> Recorded information:
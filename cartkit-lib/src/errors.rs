//! Error types shared across the Cartkit contracts.

use crate::gateway::GatewayCapability;
use crate::OrderId;

/// Errors produced while resolving or calling a payment gateway.
///
/// Gateway *declines* are not errors: a gateway that answers but refuses the
/// purchase reports that through [`crate::PurchaseResponse`]. This enum covers
/// the cases where no usable response exists.
#[derive(thiserror::Error, Debug, Clone, PartialEq, Eq)]
pub enum GatewayError {
    /// No gateway is registered under the requested name.
    #[error("payment gateway not registered: {0}")]
    NotRegistered(String),

    /// The registered gateway does not implement a required operation.
    #[error("gateway '{gateway}' does not support {capability}")]
    Unsupported {
        gateway: String,
        capability: GatewayCapability,
    },

    /// The gateway could not be reached or returned garbage.
    #[error("gateway transport error: {0}")]
    Transport(String),
}

/// Errors surfaced by host ports and module hooks.
#[derive(thiserror::Error, Debug)]
pub enum CartkitError {
    /// A host store failed (database down, lock poisoned, and so on).
    #[error("storage error: {0}")]
    Storage(String),

    /// The referenced order does not exist.
    #[error("order {0} not found")]
    OrderNotFound(OrderId),

    /// The acting user lacks a required permission.
    #[error("access denied: missing permission '{permission}'")]
    AccessDenied { permission: String },

    /// No module is registered under the requested name.
    #[error("module not registered: {0}")]
    ModuleNotRegistered(String),

    /// A settings value could not be read or written.
    #[error("settings error: {0}")]
    Settings(String),

    /// Serializing or deserializing a stored value failed.
    #[error("serialization error: {0}")]
    Serialization(String),

    /// A gateway could not be resolved or reached.
    #[error(transparent)]
    Gateway(#[from] GatewayError),
}

impl From<serde_json::Error> for CartkitError {
    fn from(e: serde_json::Error) -> Self {
        CartkitError::Serialization(e.to_string())
    }
}

#[cfg(test)]
mod tests {
    use super::*;

    #[test]
    fn test_gateway_error_display() {
        let err = GatewayError::NotRegistered("twocheckout".to_string());
        assert_eq!(err.to_string(), "payment gateway not registered: twocheckout");

        let err = GatewayError::Unsupported {
            gateway: "twocheckout".to_string(),
            capability: GatewayCapability::CompletePurchase,
        };
        assert!(err.to_string().contains("twocheckout"));
        assert!(err.to_string().contains("complete-purchase"));
    }

    #[test]
    fn test_access_denied_names_permission() {
        let err = CartkitError::AccessDenied {
            permission: "module_edit".to_string(),
        };
        assert!(err.to_string().contains("module_edit"));
    }

    #[test]
    fn test_gateway_error_converts() {
        let err: CartkitError = GatewayError::Transport("timeout".to_string()).into();
        assert!(matches!(err, CartkitError::Gateway(_)));
    }
}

> What is required: Could you retype every record above exactly as written?

> Answer area:
filename cartkit-lib/src/errors.rs
//! Error types shared across the Cartkit contracts.

use crate::gateway::GatewayCapability;
use crate::OrderId;

/// Errors produced while resolving or calling a payment gateway.
///
/// Gateway *declines* are not errors: a gateway that answers but refuses the
/// purchase reports that through [`crate::PurchaseResponse`]. This enum covers
/// the cases where no usable response exists.
#[derive(thiserror::Error, Debug, Clone, PartialEq, Eq)]
pub enum GatewayError {
    /// No gateway is registered under the requested name.
    #[error("payment gateway not registered: {0}")]
    NotRegistered(String),

    /// The registered gateway does not implement a required operation.
    #[error("gateway '{gateway}' does not support {capability}")]
    Unsupported {
        gateway: String,
        capability: GatewayCapability,
    },

    /// The gateway could not be reached or returned garbage.
    #[error("gateway transport error: {0}")]
    Transport(String),
}

/// Errors surfaced by host ports and module hooks.
#[derive(thiserror::Error, Debug)]
pub enum CartkitError {
    /// A host store failed (database down, lock poisoned, and so on).
    #[error("storage error: {0}")]
    Storage(String),

    /// The referenced order does not exist.
    #[error("order {0} not found")]
    OrderNotFound(OrderId),

    /// The acting user lacks a required permission.
    #[error("access denied: missing permission '{permission}'")]
    AccessDenied { permission: String },

    /// No module is registered under the requested name.
    #[error("module not registered: {0}")]
    ModuleNotRegistered(String),

    /// A settings value could not be read or written.
    #[error("settings error: {0}")]
    Settings(String),

    /// Serializing or deserializing a stored value failed.
    #[error("serialization error: {0}")]
    Serialization(String),

    /// A gateway could not be resolved or reached.
    #[error(transparent)]
    Gateway(#[from] GatewayError),
}

impl From<serde_json::Error> for CartkitError {
    fn from(e: serde_json::Error) -> Self {
        CartkitError::Serialization(e.to_string())
    }
}

#[cfg(test)]
mod tests {
    use super::*;

    #[test]
    fn test_gateway_error_display() {
        let err = GatewayError::NotRegistered("twocheckout".to_string());
        assert_eq!(err.to_string(), "payment gateway not registered: twocheckout");

        let err = GatewayError::Unsupported {
            gateway: "twocheckout".to_string(),
            capability: GatewayCapability::CompletePurchase,
        };
        assert!(err.to_string().contains("twocheckout"));
        assert!(err.to_string().contains("complete-purchase"));
    }

    #[test]
    fn test_access_denied_names_permission() {
        let err = CartkitError::AccessDenied {
            permission: "module_edit".to_string(),
        };
        assert!(err.to_string().contains("module_edit"));
    }

    #[test]
    fn test_gateway_error_converts() {
        let err: CartkitError = GatewayError::Transport("timeout".to_string()).into();
        assert!(matches!(err, CartkitError::Gateway(_)));
    }
}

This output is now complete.